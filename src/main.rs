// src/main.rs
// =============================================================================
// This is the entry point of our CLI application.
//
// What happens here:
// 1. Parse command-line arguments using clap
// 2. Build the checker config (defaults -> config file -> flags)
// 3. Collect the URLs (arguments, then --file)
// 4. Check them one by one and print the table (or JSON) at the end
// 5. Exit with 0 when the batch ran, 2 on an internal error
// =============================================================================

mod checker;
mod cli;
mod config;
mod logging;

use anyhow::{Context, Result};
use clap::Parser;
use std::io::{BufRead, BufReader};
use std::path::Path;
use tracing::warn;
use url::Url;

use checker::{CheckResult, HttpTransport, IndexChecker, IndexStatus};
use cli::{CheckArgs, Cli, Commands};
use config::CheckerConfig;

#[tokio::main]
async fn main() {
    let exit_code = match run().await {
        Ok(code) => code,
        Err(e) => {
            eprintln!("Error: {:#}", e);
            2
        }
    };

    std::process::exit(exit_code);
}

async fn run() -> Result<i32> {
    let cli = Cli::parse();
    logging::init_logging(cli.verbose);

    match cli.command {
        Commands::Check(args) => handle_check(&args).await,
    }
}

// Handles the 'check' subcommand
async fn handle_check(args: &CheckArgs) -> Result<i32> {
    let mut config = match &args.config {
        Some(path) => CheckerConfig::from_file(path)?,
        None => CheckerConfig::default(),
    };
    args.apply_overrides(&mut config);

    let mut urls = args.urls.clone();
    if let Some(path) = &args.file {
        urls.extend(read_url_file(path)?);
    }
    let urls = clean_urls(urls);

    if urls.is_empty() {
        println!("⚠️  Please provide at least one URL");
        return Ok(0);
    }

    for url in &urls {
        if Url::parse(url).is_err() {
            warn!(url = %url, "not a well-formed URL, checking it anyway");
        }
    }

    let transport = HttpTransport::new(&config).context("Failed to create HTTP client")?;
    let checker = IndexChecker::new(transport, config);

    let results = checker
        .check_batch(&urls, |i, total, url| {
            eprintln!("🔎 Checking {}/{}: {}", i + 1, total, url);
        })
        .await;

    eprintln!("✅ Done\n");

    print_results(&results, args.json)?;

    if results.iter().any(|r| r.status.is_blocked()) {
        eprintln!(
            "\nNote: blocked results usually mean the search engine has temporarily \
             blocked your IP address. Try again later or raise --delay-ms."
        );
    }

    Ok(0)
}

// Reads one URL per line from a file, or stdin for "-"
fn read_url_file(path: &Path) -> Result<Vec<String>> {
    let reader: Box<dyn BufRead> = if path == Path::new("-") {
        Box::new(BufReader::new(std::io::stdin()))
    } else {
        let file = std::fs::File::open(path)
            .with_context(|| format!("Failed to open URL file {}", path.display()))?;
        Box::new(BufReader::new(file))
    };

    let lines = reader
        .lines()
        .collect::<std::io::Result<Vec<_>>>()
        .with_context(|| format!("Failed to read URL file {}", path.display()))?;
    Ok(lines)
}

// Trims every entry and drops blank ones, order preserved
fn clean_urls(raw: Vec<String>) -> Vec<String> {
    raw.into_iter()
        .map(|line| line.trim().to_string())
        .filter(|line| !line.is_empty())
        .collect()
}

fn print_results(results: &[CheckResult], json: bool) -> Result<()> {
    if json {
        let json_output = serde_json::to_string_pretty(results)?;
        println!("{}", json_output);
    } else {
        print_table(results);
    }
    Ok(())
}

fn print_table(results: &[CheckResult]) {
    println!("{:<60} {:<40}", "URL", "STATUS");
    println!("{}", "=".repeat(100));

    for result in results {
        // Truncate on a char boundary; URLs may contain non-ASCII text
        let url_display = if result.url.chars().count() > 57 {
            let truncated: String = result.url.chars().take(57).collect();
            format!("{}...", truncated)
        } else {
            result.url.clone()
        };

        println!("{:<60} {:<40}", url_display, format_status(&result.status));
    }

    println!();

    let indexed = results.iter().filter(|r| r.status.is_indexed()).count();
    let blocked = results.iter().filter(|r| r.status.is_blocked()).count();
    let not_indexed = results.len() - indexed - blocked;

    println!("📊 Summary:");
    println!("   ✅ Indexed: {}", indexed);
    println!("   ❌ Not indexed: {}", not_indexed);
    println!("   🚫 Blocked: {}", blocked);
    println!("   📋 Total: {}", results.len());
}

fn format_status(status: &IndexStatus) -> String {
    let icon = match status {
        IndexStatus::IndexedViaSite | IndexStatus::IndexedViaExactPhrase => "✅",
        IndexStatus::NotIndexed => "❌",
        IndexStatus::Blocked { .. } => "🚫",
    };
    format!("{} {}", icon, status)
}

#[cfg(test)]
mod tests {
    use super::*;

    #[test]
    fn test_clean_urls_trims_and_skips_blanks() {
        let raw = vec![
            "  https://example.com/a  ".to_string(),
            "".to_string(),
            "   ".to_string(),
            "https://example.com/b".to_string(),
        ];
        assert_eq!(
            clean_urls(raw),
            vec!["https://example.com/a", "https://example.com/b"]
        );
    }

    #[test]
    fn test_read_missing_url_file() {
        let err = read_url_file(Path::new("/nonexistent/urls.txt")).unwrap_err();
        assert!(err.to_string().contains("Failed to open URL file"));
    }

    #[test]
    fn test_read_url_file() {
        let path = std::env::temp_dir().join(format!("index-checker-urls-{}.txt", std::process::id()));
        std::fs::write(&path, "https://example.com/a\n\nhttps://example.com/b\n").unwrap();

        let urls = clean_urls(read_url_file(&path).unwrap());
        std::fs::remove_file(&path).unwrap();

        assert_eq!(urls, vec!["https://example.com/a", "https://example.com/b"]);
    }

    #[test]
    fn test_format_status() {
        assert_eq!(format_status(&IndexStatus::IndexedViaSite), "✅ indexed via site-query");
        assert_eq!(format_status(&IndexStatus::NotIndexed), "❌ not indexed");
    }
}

-=-=-

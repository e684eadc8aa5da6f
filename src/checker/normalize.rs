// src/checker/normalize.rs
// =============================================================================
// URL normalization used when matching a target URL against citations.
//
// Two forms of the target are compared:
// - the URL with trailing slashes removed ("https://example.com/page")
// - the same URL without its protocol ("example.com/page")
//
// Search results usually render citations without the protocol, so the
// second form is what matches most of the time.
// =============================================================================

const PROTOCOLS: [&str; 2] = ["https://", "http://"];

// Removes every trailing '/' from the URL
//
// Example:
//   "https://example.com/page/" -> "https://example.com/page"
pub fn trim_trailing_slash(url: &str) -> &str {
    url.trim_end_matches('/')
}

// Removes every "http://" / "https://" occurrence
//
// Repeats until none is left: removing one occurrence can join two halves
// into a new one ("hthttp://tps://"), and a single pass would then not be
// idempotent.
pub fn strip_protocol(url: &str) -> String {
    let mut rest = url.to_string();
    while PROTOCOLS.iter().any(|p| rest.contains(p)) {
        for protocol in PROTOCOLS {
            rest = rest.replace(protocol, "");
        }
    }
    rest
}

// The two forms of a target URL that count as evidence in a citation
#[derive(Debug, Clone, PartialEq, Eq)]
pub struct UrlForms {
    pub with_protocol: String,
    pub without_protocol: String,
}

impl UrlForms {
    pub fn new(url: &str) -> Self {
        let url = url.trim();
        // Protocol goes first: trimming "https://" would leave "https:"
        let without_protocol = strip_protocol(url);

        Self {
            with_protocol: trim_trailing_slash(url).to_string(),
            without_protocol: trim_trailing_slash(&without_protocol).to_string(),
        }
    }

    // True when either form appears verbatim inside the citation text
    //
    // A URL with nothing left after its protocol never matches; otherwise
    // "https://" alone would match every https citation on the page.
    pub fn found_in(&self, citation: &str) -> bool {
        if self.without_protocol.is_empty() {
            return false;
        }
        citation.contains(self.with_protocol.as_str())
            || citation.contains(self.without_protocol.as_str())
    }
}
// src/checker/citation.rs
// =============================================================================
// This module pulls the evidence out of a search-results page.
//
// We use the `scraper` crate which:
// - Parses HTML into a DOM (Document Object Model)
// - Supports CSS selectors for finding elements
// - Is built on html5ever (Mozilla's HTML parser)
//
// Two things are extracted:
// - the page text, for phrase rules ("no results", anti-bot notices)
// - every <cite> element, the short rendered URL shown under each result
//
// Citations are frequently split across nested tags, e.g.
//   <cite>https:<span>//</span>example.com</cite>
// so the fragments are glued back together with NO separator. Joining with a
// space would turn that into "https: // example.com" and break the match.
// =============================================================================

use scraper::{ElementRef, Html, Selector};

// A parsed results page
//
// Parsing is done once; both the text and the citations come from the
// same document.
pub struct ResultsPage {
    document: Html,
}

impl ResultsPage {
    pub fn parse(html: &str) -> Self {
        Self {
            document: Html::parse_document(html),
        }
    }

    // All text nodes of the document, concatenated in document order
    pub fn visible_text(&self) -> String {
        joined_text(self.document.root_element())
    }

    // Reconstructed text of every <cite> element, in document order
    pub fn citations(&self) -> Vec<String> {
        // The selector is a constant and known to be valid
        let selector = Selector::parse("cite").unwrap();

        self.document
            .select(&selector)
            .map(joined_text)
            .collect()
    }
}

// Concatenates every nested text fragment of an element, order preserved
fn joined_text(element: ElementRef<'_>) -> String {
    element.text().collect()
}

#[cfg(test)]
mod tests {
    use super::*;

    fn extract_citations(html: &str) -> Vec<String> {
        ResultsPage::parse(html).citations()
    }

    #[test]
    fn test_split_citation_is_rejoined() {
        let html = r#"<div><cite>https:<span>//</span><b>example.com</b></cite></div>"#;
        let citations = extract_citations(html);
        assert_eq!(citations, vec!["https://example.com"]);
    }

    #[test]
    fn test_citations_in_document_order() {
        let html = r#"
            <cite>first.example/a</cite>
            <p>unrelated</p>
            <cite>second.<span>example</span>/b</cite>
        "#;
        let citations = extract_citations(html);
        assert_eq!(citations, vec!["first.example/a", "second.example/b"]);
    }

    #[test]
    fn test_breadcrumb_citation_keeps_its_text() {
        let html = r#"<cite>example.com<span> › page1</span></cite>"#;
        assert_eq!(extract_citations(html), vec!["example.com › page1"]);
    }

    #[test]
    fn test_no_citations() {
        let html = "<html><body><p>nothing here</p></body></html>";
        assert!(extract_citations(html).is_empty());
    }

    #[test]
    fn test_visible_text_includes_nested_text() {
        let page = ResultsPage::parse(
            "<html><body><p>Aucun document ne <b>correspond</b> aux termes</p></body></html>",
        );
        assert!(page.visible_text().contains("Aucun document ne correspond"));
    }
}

-=-=-

**Exercise requirements**
For the material above, reproduce exactly the lines from the line with "filename src/main.rs" to the line with "use clap::Parser;", inclusive, and exclude all others.

**Result for this exercise**
filename src/main.rs
// src/main.rs
// =============================================================================
// This is the entry point of our CLI application.
//
// What happens here:
// 1. Parse command-line arguments using clap
// 2. Build the checker config (defaults -> config file -> flags)
// 3. Collect the URLs (arguments, then --file)
// 4. Check them one by one and print the table (or JSON) at the end
// 5. Exit with 0 when the batch ran, 2 on an internal error
// =============================================================================

mod checker;
mod cli;
mod config;
mod logging;

use anyhow::{Context, Result};
use clap::Parser;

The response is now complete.